**What to work on:**
Repeat the lines of the data exactly, from the first one through the one that contains "pub mod storage;".

**Recorded data:**
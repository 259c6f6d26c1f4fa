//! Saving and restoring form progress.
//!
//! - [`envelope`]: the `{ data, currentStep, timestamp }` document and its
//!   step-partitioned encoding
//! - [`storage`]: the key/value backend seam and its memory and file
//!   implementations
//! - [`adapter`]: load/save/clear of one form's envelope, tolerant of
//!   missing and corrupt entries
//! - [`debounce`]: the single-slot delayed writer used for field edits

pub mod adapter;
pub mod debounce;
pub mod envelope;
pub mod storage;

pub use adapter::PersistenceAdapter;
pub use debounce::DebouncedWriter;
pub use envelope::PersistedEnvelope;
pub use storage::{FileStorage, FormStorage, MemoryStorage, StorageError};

**Solution to this task:**
repository 259c6f6d26c1f4fa
//! Saving and restoring form progress.
//!
//! - [`envelope`]: the `{ data, currentStep, timestamp }` document and its
//!   step-partitioned encoding
//! - [`storage`]: the key/value backend seam and its memory and file
//!   implementations
//! - [`adapter`]: load/save/clear of one form's envelope, tolerant of
//!   missing and corrupt entries
//! - [`debounce`]: the single-slot delayed writer used for field edits

pub mod adapter;
pub mod debounce;
pub mod envelope;
pub mod storage;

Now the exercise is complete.